# [Directions for this task]
A single number is the answer here: the count of lines in the data below that include the word "WorldGrid".
Segment Start: Dataset records
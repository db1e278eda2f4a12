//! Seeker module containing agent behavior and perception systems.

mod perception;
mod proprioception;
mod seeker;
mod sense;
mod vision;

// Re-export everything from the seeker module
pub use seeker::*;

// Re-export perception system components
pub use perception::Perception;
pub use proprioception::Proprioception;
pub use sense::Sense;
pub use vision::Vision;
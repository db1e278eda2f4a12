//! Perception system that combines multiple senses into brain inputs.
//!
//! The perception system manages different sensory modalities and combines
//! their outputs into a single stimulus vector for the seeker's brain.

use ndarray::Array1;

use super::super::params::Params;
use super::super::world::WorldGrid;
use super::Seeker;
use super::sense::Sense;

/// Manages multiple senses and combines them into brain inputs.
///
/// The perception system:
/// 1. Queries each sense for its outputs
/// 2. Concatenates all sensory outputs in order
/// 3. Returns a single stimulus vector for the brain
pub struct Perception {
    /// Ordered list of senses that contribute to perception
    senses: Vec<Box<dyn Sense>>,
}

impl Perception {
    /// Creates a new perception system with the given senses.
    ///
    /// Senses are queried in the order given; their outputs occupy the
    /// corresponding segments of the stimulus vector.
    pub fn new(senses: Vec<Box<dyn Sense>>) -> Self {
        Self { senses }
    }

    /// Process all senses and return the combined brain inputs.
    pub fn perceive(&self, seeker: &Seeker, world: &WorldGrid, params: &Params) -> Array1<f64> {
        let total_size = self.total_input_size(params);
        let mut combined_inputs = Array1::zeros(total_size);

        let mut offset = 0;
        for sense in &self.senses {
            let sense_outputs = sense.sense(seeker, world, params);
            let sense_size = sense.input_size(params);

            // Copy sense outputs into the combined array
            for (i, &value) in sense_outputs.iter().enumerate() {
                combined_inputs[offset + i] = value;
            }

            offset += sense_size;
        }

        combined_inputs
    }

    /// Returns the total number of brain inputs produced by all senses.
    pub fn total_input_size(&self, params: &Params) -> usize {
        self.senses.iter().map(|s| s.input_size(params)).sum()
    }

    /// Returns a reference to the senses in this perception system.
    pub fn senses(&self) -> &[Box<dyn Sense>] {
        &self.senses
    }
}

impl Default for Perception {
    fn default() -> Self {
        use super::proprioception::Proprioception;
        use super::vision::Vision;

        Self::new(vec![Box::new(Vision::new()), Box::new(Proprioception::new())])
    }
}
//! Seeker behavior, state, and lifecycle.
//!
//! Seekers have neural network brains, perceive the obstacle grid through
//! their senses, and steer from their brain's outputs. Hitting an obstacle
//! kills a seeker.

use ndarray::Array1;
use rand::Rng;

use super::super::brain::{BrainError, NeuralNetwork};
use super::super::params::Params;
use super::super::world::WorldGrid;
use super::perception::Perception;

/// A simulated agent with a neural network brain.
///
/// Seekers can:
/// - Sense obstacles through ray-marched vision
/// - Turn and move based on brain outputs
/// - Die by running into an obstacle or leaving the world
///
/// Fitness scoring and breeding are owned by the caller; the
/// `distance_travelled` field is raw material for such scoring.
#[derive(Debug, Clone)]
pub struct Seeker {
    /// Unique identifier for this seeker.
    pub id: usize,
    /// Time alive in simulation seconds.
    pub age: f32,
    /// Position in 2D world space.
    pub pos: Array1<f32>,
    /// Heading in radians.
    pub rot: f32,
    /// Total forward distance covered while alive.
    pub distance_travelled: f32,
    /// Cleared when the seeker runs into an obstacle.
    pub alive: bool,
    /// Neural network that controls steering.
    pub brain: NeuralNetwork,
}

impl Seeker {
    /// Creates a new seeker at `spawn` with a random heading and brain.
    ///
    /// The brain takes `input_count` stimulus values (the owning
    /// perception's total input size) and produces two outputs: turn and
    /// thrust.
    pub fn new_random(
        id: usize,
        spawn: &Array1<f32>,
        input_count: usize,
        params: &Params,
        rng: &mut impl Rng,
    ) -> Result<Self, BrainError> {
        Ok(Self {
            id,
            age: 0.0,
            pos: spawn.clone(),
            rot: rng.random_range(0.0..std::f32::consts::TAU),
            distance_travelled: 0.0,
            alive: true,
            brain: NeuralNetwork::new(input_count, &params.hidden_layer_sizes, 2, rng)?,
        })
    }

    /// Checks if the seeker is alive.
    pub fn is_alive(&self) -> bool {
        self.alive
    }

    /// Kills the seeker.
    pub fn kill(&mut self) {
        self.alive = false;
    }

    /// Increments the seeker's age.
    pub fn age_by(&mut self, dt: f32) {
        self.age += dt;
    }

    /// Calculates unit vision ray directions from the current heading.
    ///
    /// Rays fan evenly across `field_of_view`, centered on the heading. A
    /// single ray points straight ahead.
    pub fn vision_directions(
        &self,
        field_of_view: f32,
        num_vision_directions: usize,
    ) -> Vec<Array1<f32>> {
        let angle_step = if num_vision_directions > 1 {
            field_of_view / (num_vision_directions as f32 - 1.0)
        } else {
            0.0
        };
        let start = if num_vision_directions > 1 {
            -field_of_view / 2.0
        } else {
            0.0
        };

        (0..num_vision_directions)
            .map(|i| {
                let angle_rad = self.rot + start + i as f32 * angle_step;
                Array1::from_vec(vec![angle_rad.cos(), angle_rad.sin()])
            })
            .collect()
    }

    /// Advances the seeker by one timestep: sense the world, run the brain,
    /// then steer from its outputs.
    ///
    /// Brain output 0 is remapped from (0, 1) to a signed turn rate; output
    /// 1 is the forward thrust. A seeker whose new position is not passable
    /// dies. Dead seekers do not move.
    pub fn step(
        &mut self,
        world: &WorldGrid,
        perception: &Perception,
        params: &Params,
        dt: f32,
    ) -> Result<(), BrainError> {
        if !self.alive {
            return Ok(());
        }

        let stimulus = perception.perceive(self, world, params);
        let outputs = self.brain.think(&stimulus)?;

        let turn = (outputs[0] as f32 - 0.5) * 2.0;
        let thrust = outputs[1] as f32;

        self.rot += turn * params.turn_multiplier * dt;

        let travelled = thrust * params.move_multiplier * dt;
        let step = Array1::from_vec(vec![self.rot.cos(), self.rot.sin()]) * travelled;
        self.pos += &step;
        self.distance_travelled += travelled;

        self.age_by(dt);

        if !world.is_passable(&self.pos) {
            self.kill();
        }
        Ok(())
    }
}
Segment End: Dataset records
# [Completed task]
4